As mãos de Pedro, com os dedos esfregava a pedra do anel de formatura. Daí sentiu uma dor. Tão fina, que teve a mais lúcida certeza de ter sido transpassado por uma lança, que lhes atravessou o baixo ventre indo sair na virilha. Instintivamente dobrou-se na posição fetal. Olhou pro chão esperando ver sangue, nada. Onde estava seu algoz? Nada. A dor crudelíssima persistia, tombou. As vistas davam sinal de escurecimento. Ó quão tamanha dor que nunca sentira! O ar passou a ser o bem mais precioso, no entanto lhe fugia. Batimentos alterados. Precisava preparar-se pro pior. Minaram-lhes as forças. O céu ficou lilás, severo, inquiridor e acusador. Talvez um século tenha se passado, em apenas alguns segundos. Sentiu que alguém se aproximava. Um par de pés metidos em pantufas verdes de cara de sapo surgiu no seu campo de visão. “-Pai?! O que o senhor tem?”  A voz de Monalisa naquele momento soou como a de um arcanjo. Acordou no hospital, com um diagnóstico: pedras nos rins.

A areia da praia, por algum motivo, lembrava Abraão. Como era bom andar na areia. De pés descalços, sentir as ondas lavando entre os dedos. Levando a areia deixando sal. “-Pai! Tira uma foto minha naquelas pedras. -Não são pedras menina, são corais.” A brisa batendo no rosto, os corpos, todas as coisas banhadas de sol.  A maresia, cloreto de sódio pra pele, pros cabelos. E a gente que tanto de sal tinha no sangue, no suor, na lágrima, mais salgado ficando. De vez em quando, olhava pra trás, e a vila, ia ficando pequenininha. Parecendo a terra de Lilipute, enquanto os coqueiros viviam seu momento de Guliver. As casas fundindo-se numa cromátide imperfeita, irregular. O farol, peça perdida de um xadrez, encimado no meio da mata atlântica. Os pescadores lá longe, formigando uma jangada pra dentro do mar.  “-Olha Pai! Achei uma estrela! Podemos levar pra casa?”

Permitiu levar, pensando que era como uma pedra, um fóssil.
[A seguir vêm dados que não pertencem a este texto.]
//! Integration tests for file-based extraction
//!
//! These drive the same paths the CLI uses: scripts on disk, encoding
//! fallback, and the merge across multiple files.

use std::io::Write;
use std::path::PathBuf;

use tempfile::NamedTempFile;

use sql_source_tables::{extract_from_files, run_extract, ExtractOptions};

/// Helper to create a temp SQL file with content
fn create_sql_file(content: &str) -> NamedTempFile {
    let mut file = NamedTempFile::with_suffix(".sql").unwrap();
    file.write_all(content.as_bytes()).unwrap();
    file.flush().unwrap();
    file
}

fn create_sql_file_bytes(content: &[u8]) -> NamedTempFile {
    let mut file = NamedTempFile::with_suffix(".sql").unwrap();
    file.write_all(content).unwrap();
    file.flush().unwrap();
    file
}

#[test]
fn test_extract_from_single_file() {
    let file = create_sql_file("USE prod; SELECT * FROM orders JOIN db.items ON 1=1");
    let tables = extract_from_files(&[file.path().to_path_buf()]).unwrap();
    assert_eq!(tables, ["db.items", "prod.orders"]);
}

#[test]
fn test_extract_from_multiple_files_merges_and_dedups() {
    let first = create_sql_file("SELECT * FROM shared.t; SELECT * FROM db1.a");
    let second = create_sql_file("SELECT * FROM SHARED.T; SELECT * FROM db2.b");
    let tables = extract_from_files(&[
        first.path().to_path_buf(),
        second.path().to_path_buf(),
    ])
    .unwrap();
    assert_eq!(tables, ["db1.a", "db2.b", "shared.t"]);
}

#[test]
fn test_extract_from_many_files_parallel_path() {
    // Ten files crosses the parallel-processing threshold.
    let files: Vec<NamedTempFile> = (0..10)
        .map(|i| create_sql_file(&format!("SELECT * FROM db.t{i}")))
        .collect();
    let paths: Vec<PathBuf> = files.iter().map(|f| f.path().to_path_buf()).collect();

    let tables = extract_from_files(&paths).unwrap();
    let expected: Vec<String> = (0..10).map(|i| format!("db.t{i}")).collect();
    assert_eq!(tables, expected);
}

#[test]
fn test_missing_file_is_an_error() {
    let result = extract_from_files(&[PathBuf::from("/no/such/script.sql")]);
    assert!(result.is_err());
}

#[test]
fn test_utf8_bom_is_stripped() {
    let mut content = Vec::new();
    content.extend_from_slice(b"\xEF\xBB\xBF");
    content.extend_from_slice(b"SELECT * FROM bom_table");
    let file = create_sql_file_bytes(&content);

    let tables = extract_from_files(&[file.path().to_path_buf()]).unwrap();
    assert_eq!(tables, ["bom_table"]);
}

#[test]
fn test_windows_1252_fallback() {
    // 0xE9 is é in Windows-1252 but invalid UTF-8 on its own.
    let file = create_sql_file_bytes(b"-- caf\xE9 export\nSELECT * FROM menu");
    let tables = extract_from_files(&[file.path().to_path_buf()]).unwrap();
    assert_eq!(tables, ["menu"]);
}

#[test]
fn test_run_extract_combines_files_and_inline_sql() {
    let file = create_sql_file("SELECT * FROM from_file");
    let options = ExtractOptions {
        files: vec![file.path().to_path_buf()],
        sql: Some("SELECT * FROM inline_table".to_string()),
        ..Default::default()
    };
    assert_eq!(run_extract(options).unwrap(), "from_file\ninline_table");
}

#[test]
fn test_run_extract_comma_separator() {
    let file = create_sql_file("SELECT * FROM b JOIN a ON a.x=b.x");
    let options = ExtractOptions {
        files: vec![file.path().to_path_buf()],
        separator: ", ".to_string(),
        ..Default::default()
    };
    assert_eq!(run_extract(options).unwrap(), "a, b");
}

#[test]
fn test_run_extract_base64_input() {
    use base64::{engine::general_purpose, Engine as _};
    let options = ExtractOptions {
        base64: Some(general_purpose::STANDARD.encode("SELECT * FROM encoded_table")),
        ..Default::default()
    };
    assert_eq!(run_extract(options).unwrap(), "encoded_table");
}

#[test]
fn test_multi_statement_script_file() {
    let file = create_sql_file(
        "SET hive.exec.parallel=true;\n\
         USE staging;\n\
         WITH recent AS (SELECT * FROM events WHERE dt > '2024-01-01')\n\
         INSERT OVERWRITE TABLE daily_rollup SELECT * FROM recent;\n\
         SELECT * FROM audit.log;",
    );
    let tables = extract_from_files(&[file.path().to_path_buf()]).unwrap();
    assert_eq!(
        tables,
        ["audit.log", "staging.daily_rollup", "staging.events"]
    );
}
Muitos anos se passariam até entender o que era um equinodermo. E que as estrelas-do-mar apesar do corpo duro de cálcio, tinha vida e se locomoviam usando seus “braços”. No dia seguinte quando a menina Monalisa se acordou sua estrela não mais estava no meio dos brinquedos, tinha ido embora. Pela fresta da porta ganhou os fundos da casa, o quintal de cerca não foi empecilho. Foi juntar-se as suas irmãs de constelação oceânica, na esplendorosa galáxia marinha.